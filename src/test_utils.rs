// Copyright 2026, Jeroen van Erp <jeroen@geeko.me>
// SPDX-License-Identifier: Apache-2.0

//! Test utilities for faking a Kubernetes control plane.

use crate::error::{Result as SonarResult, SonarStackError};
use crate::secrets::SecretStore;
use crate::sonar::TokenIssuer;
use async_trait::async_trait;
use futures::future::BoxFuture;
use http::{Request, Response};
use http_body_util::BodyExt;
use kube::client::Body;
use kube::Client;
use std::collections::{BTreeMap, HashMap, VecDeque};
use std::sync::{Arc, Mutex};
use std::task::{Context, Poll};
use tower::Service;

#[derive(Clone, Debug)]
enum Reply {
    Json(u16, String),
    /// Answer with the request body, as the API server does for a successful create
    Echo(u16),
}

/// A request observed by the mock, in arrival order.
#[derive(Clone, Debug)]
pub struct RecordedRequest {
    pub method: String,
    pub path: String,
    pub query: Option<String>,
    pub body: Option<serde_json::Value>,
}

impl RecordedRequest {
    /// `metadata.name` of the submitted object, if any
    pub fn object_name(&self) -> Option<&str> {
        self.body.as_ref()?.get("metadata")?.get("name")?.as_str()
    }
}

#[derive(Default)]
struct State {
    routes: HashMap<(String, String), VecDeque<Reply>>,
    requests: Vec<RecordedRequest>,
}

impl State {
    /// Replies are consumed in order; the last one keeps answering.
    fn next_reply(&mut self, method: &str, path: &str) -> Option<Reply> {
        let queue = self
            .routes
            .get_mut(&(method.to_string(), path.to_string()))?;
        if queue.len() > 1 {
            queue.pop_front()
        } else {
            queue.front().cloned()
        }
    }
}

/// A mock HTTP service that answers scripted responses per exact request path
/// and records every request it sees.
#[derive(Clone, Default)]
pub struct MockService {
    state: Arc<Mutex<State>>,
}

impl MockService {
    pub fn new() -> Self {
        Self::default()
    }

    fn push(self, method: &str, path: &str, reply: Reply) -> Self {
        self.state
            .lock()
            .unwrap()
            .routes
            .entry((method.to_string(), path.to_string()))
            .or_default()
            .push_back(reply);
        self
    }

    /// Queue a response for GET requests on the exact path
    pub fn on_get(self, path: &str, status: u16, body: &str) -> Self {
        self.push("GET", path, Reply::Json(status, body.to_string()))
    }

    /// Queue a response for POST requests on the exact path
    pub fn on_post(self, path: &str, status: u16, body: &str) -> Self {
        self.push("POST", path, Reply::Json(status, body.to_string()))
    }

    /// Queue a response for DELETE requests on the exact path
    pub fn on_delete(self, path: &str, status: u16, body: &str) -> Self {
        self.push("DELETE", path, Reply::Json(status, body.to_string()))
    }

    /// Accept creates on the path, echoing the submitted object back
    pub fn accept_post(self, path: &str) -> Self {
        self.push("POST", path, Reply::Echo(201))
    }

    /// Accept server-side apply patches on the path, echoing the object back
    pub fn accept_patch(self, path: &str) -> Self {
        self.push("PATCH", path, Reply::Echo(200))
    }

    /// Register discovery documents for the given `(apiVersion, kind, plural, namespaced)` types
    pub fn with_discovery(self, types: &[(&str, &str, &str, bool)]) -> Self {
        let mut by_group_version: BTreeMap<&str, Vec<serde_json::Value>> = BTreeMap::new();
        for &(api_version, kind, plural, namespaced) in types {
            by_group_version
                .entry(api_version)
                .or_default()
                .push(serde_json::json!({
                    "name": plural,
                    "singularName": kind.to_lowercase(),
                    "namespaced": namespaced,
                    "kind": kind,
                    "verbs": ["create", "delete", "get", "list", "patch"]
                }));
        }

        let mut core_versions = vec![];
        let mut groups: BTreeMap<&str, Vec<serde_json::Value>> = BTreeMap::new();
        let mut mock = self;
        for (group_version, resources) in by_group_version {
            let list = serde_json::json!({
                "kind": "APIResourceList",
                "apiVersion": "v1",
                "groupVersion": group_version,
                "resources": resources
            })
            .to_string();
            match group_version.split_once('/') {
                Some((group, version)) => {
                    groups.entry(group).or_default().push(serde_json::json!({
                        "groupVersion": group_version,
                        "version": version
                    }));
                    mock = mock.on_get(&format!("/apis/{}", group_version), 200, &list);
                }
                None => {
                    core_versions.push(group_version.to_string());
                    mock = mock.on_get(&format!("/api/{}", group_version), 200, &list);
                }
            }
        }

        let group_list: Vec<_> = groups
            .into_iter()
            .map(|(name, versions)| {
                serde_json::json!({
                    "name": name,
                    "preferredVersion": versions[0].clone(),
                    "versions": versions
                })
            })
            .collect();

        mock.on_get(
            "/api",
            200,
            &serde_json::json!({
                "kind": "APIVersions",
                "versions": core_versions,
                "serverAddressByClientCIDRs": []
            })
            .to_string(),
        )
        .on_get(
            "/apis",
            200,
            &serde_json::json!({
                "kind": "APIGroupList",
                "apiVersion": "v1",
                "groups": group_list
            })
            .to_string(),
        )
    }

    /// Build a kube Client backed by this mock; the mock keeps recording
    pub fn client(&self) -> Client {
        Client::new(self.clone(), "default")
    }

    /// All requests seen so far
    pub fn requests(&self) -> Vec<RecordedRequest> {
        self.state.lock().unwrap().requests.clone()
    }

    /// Requests matching the method, in arrival order
    pub fn requests_with(&self, method: &str) -> Vec<RecordedRequest> {
        self.requests()
            .into_iter()
            .filter(|r| r.method == method)
            .collect()
    }

    /// Number of requests on the exact method and path
    pub fn count(&self, method: &str, path: &str) -> usize {
        self.requests()
            .iter()
            .filter(|r| r.method == method && r.path == path)
            .count()
    }
}

impl Service<Request<Body>> for MockService {
    type Response = Response<Body>;
    type Error = tower::BoxError;
    type Future = BoxFuture<'static, Result<Self::Response, Self::Error>>;

    fn poll_ready(&mut self, _cx: &mut Context<'_>) -> Poll<Result<(), Self::Error>> {
        Poll::Ready(Ok(()))
    }

    fn call(&mut self, req: Request<Body>) -> Self::Future {
        let state = self.state.clone();

        Box::pin(async move {
            let (parts, body) = req.into_parts();
            let method = parts.method.to_string();
            let path = parts.uri.path().to_string();
            let bytes = body.collect().await?.to_bytes();

            let reply = {
                let mut state = state.lock().unwrap();
                state.requests.push(RecordedRequest {
                    method: method.clone(),
                    path: path.clone(),
                    query: parts.uri.query().map(str::to_string),
                    body: serde_json::from_slice(&bytes).ok(),
                });
                state.next_reply(&method, &path)
            };

            let (status, payload) = match reply {
                Some(Reply::Json(status, body)) => (status, body.into_bytes()),
                Some(Reply::Echo(status)) => (status, bytes.to_vec()),
                // Default 404 for unmatched requests
                None => (404, not_found_json("resource", &path).into_bytes()),
            };

            Ok::<_, tower::BoxError>(
                Response::builder()
                    .status(status)
                    .header("content-type", "application/json")
                    .body(Body::from(payload))
                    .unwrap(),
            )
        })
    }
}

/// Create a mock namespace JSON response
pub fn namespace_json(name: &str) -> String {
    serde_json::json!({
        "apiVersion": "v1",
        "kind": "Namespace",
        "metadata": {
            "name": name,
            "uid": "test-uid"
        }
    })
    .to_string()
}

/// Create a mock LoadBalancer service JSON response; an empty address means not yet provisioned
pub fn service_json(name: &str, namespace: &str, cluster_ip: &str, address: &str) -> String {
    let ingress = if address.is_empty() {
        serde_json::json!([])
    } else if address.parse::<std::net::IpAddr>().is_ok() {
        serde_json::json!([{ "ip": address }])
    } else {
        serde_json::json!([{ "hostname": address }])
    };

    serde_json::json!({
        "apiVersion": "v1",
        "kind": "Service",
        "metadata": { "name": name, "namespace": namespace },
        "spec": { "type": "LoadBalancer", "clusterIP": cluster_ip },
        "status": { "loadBalancer": { "ingress": ingress } }
    })
    .to_string()
}

/// Create a 404 not found response
pub fn not_found_json(resource: &str, name: &str) -> String {
    serde_json::json!({
        "kind": "Status",
        "apiVersion": "v1",
        "status": "Failure",
        "message": format!("{} \"{}\" not found", resource, name),
        "reason": "NotFound",
        "code": 404
    })
    .to_string()
}

/// Create a 409 already exists response
pub fn already_exists_json(resource: &str, name: &str) -> String {
    serde_json::json!({
        "kind": "Status",
        "apiVersion": "v1",
        "status": "Failure",
        "message": format!("{} \"{}\" already exists", resource, name),
        "reason": "AlreadyExists",
        "code": 409
    })
    .to_string()
}

/// Create a 500 internal error response
pub fn internal_error_json(message: &str) -> String {
    serde_json::json!({
        "kind": "Status",
        "apiVersion": "v1",
        "status": "Failure",
        "message": message,
        "reason": "InternalError",
        "code": 500
    })
    .to_string()
}

/// In-memory secret store
#[derive(Default)]
pub struct FakeSecretStore {
    secrets: Mutex<BTreeMap<String, String>>,
}

impl FakeSecretStore {
    pub fn new() -> Self {
        Self::default()
    }

    pub fn with_secret(self, name: &str, value: &str) -> Self {
        self.secrets
            .lock()
            .unwrap()
            .insert(name.to_string(), value.to_string());
        self
    }

    pub fn get(&self, name: &str) -> Option<String> {
        self.secrets.lock().unwrap().get(name).cloned()
    }

    pub fn is_empty(&self) -> bool {
        self.secrets.lock().unwrap().is_empty()
    }
}

#[async_trait]
impl SecretStore for FakeSecretStore {
    async fn create_secret(&self, name: &str, value: &str, _description: &str) -> SonarResult<()> {
        let mut secrets = self.secrets.lock().unwrap();
        if secrets.contains_key(name) {
            return Err(SonarStackError::SecretStoreError(format!(
                "secret {} already exists",
                name
            )));
        }
        secrets.insert(name.to_string(), value.to_string());
        Ok(())
    }

    async fn secret_exists(&self, name: &str) -> SonarResult<bool> {
        Ok(self.secrets.lock().unwrap().contains_key(name))
    }

    async fn delete_secret(&self, name: &str) -> SonarResult<bool> {
        Ok(self.secrets.lock().unwrap().remove(name).is_some())
    }
}

/// Token issuer returning a fixed token and recording the hosts it was asked for
pub struct FakeTokenIssuer {
    token: String,
    hosts: Mutex<Vec<String>>,
}

impl FakeTokenIssuer {
    pub fn new(token: &str) -> Self {
        Self {
            token: token.to_string(),
            hosts: Mutex::new(vec![]),
        }
    }

    pub fn hosts(&self) -> Vec<String> {
        self.hosts.lock().unwrap().clone()
    }
}

#[async_trait]
impl TokenIssuer for FakeTokenIssuer {
    async fn issue_token(&self, host_url: &str) -> SonarResult<String> {
        self.hosts.lock().unwrap().push(host_url.to_string());
        Ok(self.token.clone())
    }
}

---

Activity: Using the data above, return each line that includes the word "crate".

Task response:
use crate::error::{Result as SonarResult, SonarStackError};
use crate::secrets::SecretStore;
use crate::sonar::TokenIssuer;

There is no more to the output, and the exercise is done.